Task directions: Wherever the word "TIOCGWINSZ" occurs in the lines below, copy the whole line.

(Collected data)
*****
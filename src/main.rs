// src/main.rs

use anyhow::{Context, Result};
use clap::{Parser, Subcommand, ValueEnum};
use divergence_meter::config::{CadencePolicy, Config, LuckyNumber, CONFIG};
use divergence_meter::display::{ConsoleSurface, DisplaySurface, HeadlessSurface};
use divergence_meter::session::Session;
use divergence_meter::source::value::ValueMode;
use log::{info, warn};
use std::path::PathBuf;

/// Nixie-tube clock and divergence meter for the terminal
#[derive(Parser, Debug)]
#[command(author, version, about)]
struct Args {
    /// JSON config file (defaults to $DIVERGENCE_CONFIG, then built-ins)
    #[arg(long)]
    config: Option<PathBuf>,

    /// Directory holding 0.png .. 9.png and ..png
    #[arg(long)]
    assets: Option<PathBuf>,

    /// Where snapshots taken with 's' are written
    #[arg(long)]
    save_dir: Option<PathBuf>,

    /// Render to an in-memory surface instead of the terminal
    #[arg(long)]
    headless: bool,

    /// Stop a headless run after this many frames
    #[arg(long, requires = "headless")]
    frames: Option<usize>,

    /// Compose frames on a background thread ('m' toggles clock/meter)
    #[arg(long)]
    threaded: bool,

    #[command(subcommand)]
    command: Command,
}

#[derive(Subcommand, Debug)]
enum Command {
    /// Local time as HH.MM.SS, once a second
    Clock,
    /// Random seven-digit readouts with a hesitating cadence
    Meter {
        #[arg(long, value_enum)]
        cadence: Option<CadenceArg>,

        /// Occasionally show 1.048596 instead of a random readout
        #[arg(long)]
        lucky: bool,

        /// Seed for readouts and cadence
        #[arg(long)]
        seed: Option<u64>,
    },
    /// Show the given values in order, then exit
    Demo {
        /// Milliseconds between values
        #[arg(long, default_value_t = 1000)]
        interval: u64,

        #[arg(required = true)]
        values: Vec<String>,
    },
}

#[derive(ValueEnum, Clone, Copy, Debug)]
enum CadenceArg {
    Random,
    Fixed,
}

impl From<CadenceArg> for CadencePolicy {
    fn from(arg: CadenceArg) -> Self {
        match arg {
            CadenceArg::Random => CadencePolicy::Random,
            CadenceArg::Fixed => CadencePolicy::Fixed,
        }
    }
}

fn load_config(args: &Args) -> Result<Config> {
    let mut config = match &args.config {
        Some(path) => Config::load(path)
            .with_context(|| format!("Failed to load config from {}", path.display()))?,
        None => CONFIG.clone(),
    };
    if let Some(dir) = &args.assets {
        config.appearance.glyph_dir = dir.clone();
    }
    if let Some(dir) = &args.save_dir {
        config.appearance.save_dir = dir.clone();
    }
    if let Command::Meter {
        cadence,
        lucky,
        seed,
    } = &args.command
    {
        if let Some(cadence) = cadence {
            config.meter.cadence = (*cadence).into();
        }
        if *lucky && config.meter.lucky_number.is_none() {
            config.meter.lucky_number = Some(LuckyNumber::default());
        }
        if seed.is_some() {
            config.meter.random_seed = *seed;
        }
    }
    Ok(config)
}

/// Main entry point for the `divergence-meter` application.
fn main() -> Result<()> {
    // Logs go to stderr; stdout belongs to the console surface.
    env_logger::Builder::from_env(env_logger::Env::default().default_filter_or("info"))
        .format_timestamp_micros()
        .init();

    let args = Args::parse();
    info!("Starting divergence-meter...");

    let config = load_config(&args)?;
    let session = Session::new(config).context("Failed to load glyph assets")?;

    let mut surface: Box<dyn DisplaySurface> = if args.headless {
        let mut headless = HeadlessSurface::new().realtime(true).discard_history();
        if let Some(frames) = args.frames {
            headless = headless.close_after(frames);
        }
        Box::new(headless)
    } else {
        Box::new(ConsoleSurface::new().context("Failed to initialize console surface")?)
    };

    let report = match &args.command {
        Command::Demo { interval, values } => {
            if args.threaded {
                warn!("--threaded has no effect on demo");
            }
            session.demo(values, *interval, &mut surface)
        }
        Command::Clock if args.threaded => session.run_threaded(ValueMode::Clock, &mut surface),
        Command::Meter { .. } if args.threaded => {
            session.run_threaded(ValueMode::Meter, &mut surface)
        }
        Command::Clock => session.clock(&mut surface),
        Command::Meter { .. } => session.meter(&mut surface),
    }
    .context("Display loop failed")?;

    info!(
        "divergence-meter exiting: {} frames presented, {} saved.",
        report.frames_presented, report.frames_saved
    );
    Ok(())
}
*****
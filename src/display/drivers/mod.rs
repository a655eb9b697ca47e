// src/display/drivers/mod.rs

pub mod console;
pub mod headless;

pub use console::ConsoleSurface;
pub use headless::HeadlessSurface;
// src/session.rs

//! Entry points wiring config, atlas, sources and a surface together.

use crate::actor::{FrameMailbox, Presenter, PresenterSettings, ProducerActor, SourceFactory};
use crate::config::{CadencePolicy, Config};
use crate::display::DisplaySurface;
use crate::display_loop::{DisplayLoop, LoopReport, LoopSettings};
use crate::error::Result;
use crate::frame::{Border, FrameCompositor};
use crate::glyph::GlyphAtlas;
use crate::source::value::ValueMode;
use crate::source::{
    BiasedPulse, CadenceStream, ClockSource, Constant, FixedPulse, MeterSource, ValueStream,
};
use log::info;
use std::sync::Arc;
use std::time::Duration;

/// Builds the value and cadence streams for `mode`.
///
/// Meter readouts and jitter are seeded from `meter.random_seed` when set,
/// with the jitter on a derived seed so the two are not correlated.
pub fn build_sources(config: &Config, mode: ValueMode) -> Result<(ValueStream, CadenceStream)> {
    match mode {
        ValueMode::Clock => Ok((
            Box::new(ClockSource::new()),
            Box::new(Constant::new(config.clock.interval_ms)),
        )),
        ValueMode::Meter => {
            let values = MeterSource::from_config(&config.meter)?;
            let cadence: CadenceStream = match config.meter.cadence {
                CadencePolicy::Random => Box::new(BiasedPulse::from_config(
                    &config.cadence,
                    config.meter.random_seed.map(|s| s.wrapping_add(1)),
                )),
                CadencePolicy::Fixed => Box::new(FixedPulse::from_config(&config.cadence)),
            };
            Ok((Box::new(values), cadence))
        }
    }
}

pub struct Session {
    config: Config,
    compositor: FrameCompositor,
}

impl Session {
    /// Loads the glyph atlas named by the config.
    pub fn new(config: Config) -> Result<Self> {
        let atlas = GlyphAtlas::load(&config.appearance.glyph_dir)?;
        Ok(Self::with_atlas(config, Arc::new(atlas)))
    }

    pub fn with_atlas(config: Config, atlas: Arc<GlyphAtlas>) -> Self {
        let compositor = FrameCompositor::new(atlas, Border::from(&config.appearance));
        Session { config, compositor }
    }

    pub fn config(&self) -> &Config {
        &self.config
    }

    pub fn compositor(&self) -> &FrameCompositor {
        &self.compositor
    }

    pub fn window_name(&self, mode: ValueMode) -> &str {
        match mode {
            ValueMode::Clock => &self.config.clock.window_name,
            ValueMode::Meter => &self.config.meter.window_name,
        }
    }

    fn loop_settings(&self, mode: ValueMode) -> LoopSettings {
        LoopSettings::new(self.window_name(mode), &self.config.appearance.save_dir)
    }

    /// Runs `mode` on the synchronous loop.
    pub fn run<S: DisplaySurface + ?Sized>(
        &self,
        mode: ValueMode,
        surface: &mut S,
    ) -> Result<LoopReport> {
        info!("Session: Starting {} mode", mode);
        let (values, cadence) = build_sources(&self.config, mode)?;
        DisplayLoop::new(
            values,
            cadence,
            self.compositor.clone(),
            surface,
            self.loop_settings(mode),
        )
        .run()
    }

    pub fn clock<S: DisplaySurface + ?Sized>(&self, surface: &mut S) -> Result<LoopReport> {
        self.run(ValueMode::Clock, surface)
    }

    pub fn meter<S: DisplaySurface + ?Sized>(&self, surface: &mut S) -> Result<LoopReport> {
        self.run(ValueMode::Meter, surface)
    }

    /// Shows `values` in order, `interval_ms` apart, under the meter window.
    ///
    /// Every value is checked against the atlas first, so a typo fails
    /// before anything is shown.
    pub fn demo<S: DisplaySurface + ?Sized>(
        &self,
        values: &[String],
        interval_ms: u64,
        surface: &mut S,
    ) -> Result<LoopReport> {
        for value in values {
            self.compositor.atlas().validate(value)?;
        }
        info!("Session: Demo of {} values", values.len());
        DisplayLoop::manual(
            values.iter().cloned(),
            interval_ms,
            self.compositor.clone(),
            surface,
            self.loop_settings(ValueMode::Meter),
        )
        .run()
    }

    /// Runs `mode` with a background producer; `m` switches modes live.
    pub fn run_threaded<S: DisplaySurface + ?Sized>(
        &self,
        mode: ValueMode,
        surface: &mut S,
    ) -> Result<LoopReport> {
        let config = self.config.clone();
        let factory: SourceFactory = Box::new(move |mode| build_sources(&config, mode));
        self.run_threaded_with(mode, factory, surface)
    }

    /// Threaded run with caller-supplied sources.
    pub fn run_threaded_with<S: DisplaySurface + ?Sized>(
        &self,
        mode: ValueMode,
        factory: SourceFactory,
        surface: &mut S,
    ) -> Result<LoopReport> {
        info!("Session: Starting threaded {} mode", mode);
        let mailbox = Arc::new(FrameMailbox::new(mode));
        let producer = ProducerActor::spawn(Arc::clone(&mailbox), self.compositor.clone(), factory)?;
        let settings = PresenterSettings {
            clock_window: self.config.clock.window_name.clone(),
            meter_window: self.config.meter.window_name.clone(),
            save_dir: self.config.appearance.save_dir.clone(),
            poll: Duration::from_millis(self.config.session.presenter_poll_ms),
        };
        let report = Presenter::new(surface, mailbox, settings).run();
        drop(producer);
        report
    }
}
*****
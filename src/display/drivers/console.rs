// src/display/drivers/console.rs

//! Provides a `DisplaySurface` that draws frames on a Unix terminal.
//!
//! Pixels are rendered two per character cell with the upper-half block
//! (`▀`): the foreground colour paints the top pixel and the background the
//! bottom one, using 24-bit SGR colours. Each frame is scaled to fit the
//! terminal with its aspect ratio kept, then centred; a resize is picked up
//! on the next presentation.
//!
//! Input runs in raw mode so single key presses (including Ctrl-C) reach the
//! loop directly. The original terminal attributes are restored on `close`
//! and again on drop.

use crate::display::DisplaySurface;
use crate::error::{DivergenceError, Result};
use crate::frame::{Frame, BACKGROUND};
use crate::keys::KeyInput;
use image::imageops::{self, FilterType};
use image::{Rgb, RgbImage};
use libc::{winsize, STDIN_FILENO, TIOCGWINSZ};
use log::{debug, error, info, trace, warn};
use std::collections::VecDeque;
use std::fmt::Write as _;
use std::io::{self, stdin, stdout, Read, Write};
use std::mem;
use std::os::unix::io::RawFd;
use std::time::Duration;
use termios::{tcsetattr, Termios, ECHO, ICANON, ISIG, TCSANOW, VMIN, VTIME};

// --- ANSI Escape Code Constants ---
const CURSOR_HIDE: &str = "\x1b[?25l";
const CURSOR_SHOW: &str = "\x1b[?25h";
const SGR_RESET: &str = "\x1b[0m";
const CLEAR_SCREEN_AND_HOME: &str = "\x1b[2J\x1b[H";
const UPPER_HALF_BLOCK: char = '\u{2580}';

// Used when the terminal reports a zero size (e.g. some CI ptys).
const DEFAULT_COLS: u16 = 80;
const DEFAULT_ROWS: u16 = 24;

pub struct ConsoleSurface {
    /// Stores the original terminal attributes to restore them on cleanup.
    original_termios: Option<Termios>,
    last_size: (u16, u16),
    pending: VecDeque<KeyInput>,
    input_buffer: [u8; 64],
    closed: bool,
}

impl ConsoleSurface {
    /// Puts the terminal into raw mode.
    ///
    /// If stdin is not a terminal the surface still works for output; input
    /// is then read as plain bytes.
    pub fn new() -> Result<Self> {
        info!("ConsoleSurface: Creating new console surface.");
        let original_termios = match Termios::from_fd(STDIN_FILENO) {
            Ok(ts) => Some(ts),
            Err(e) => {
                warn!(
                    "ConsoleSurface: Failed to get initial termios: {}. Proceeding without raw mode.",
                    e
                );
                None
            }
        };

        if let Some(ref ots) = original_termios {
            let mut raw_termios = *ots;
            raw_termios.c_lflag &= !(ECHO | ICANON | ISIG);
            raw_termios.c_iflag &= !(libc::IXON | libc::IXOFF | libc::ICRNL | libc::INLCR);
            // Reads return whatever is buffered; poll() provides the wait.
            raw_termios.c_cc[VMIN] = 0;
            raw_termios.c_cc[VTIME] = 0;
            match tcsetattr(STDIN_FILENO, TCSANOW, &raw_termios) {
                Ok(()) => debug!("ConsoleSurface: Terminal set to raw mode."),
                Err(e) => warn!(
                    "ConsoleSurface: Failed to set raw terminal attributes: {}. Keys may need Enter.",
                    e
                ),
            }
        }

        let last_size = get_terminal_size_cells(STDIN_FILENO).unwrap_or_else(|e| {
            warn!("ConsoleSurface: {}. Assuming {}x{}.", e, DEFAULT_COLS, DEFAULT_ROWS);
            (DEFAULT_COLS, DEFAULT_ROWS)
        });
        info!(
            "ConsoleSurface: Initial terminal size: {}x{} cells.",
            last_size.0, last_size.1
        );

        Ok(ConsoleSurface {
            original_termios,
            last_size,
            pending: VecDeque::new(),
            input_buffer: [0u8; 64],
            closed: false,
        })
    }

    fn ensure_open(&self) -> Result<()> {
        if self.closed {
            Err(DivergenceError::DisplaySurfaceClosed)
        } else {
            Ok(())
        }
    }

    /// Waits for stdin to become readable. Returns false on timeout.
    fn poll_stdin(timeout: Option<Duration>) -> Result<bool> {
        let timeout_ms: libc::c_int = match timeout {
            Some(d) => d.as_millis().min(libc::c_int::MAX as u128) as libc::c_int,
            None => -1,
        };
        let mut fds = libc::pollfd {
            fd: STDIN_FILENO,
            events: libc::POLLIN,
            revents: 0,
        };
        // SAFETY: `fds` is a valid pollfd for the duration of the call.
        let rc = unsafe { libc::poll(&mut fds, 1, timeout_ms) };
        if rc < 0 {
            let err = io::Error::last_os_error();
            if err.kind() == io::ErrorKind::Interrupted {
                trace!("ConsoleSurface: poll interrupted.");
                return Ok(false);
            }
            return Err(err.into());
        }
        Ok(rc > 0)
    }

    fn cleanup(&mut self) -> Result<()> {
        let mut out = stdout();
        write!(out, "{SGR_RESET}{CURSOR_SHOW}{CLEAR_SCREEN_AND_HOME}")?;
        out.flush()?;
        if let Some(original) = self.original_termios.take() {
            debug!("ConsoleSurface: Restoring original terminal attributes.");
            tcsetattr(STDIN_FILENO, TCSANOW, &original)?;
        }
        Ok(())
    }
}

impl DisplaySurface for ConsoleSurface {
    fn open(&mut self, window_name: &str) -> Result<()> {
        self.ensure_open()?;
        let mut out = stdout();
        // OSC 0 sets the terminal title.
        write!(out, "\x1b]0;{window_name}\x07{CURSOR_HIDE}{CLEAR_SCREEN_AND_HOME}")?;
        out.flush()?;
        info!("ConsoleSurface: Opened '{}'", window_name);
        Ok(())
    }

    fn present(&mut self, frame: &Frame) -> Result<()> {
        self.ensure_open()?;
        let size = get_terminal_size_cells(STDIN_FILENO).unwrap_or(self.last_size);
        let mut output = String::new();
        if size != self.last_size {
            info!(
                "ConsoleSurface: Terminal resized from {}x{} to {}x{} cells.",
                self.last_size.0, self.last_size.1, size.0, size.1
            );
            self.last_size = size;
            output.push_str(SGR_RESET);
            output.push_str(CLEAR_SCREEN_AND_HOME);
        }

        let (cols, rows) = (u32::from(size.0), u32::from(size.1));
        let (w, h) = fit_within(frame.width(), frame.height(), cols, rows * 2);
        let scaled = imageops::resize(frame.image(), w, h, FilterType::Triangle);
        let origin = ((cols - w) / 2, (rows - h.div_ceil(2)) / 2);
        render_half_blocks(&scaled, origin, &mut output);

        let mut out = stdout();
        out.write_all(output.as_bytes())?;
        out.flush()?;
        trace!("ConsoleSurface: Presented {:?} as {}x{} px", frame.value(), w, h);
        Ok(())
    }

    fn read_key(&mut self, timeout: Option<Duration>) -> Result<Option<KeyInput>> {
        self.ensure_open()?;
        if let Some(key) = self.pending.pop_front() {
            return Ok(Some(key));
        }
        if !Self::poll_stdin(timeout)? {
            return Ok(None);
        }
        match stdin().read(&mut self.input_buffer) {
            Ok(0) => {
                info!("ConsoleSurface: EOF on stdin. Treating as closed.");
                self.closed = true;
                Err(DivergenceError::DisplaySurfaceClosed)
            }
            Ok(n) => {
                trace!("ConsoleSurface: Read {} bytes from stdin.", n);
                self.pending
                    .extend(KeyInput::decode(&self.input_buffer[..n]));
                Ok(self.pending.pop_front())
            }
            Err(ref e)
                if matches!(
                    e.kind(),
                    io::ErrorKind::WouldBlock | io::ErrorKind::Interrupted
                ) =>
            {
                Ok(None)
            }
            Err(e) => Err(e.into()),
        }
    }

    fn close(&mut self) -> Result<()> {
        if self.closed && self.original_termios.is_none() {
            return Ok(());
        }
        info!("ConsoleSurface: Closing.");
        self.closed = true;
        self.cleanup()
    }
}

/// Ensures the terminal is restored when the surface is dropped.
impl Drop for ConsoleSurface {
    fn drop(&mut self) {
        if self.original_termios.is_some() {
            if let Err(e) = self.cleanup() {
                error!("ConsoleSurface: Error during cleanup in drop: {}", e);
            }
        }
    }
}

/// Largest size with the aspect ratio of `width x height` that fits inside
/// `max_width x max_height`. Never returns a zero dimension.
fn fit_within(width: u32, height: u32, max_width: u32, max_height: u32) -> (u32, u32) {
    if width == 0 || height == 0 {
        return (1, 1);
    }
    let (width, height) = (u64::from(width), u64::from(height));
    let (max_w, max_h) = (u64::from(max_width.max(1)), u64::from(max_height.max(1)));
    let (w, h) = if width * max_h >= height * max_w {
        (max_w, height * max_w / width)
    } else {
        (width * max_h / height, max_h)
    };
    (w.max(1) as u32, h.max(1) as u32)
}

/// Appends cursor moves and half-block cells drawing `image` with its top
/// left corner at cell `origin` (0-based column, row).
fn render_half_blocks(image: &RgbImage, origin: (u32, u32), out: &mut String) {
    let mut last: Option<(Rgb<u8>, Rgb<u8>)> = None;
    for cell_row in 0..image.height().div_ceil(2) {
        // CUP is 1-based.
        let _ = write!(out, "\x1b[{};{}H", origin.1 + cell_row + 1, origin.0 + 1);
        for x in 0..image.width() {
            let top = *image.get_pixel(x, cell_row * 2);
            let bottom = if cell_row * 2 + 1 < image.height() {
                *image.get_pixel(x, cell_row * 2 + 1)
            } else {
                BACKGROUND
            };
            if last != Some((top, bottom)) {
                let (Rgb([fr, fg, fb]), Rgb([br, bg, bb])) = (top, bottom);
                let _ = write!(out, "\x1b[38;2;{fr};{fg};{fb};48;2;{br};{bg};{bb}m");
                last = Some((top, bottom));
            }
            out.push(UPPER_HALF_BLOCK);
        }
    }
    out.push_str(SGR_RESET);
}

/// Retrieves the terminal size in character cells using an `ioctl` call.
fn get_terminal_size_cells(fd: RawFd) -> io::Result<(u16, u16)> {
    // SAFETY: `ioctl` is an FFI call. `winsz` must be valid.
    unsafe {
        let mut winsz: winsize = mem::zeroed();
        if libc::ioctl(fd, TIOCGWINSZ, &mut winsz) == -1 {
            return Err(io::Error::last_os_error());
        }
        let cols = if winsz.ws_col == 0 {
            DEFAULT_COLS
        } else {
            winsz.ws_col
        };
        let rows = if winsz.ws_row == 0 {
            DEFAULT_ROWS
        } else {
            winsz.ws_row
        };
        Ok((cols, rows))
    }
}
*****
Answer for this exercise:
use libc::{winsize, STDIN_FILENO, TIOCGWINSZ};
        if libc::ioctl(fd, TIOCGWINSZ, &mut winsz) == -1 {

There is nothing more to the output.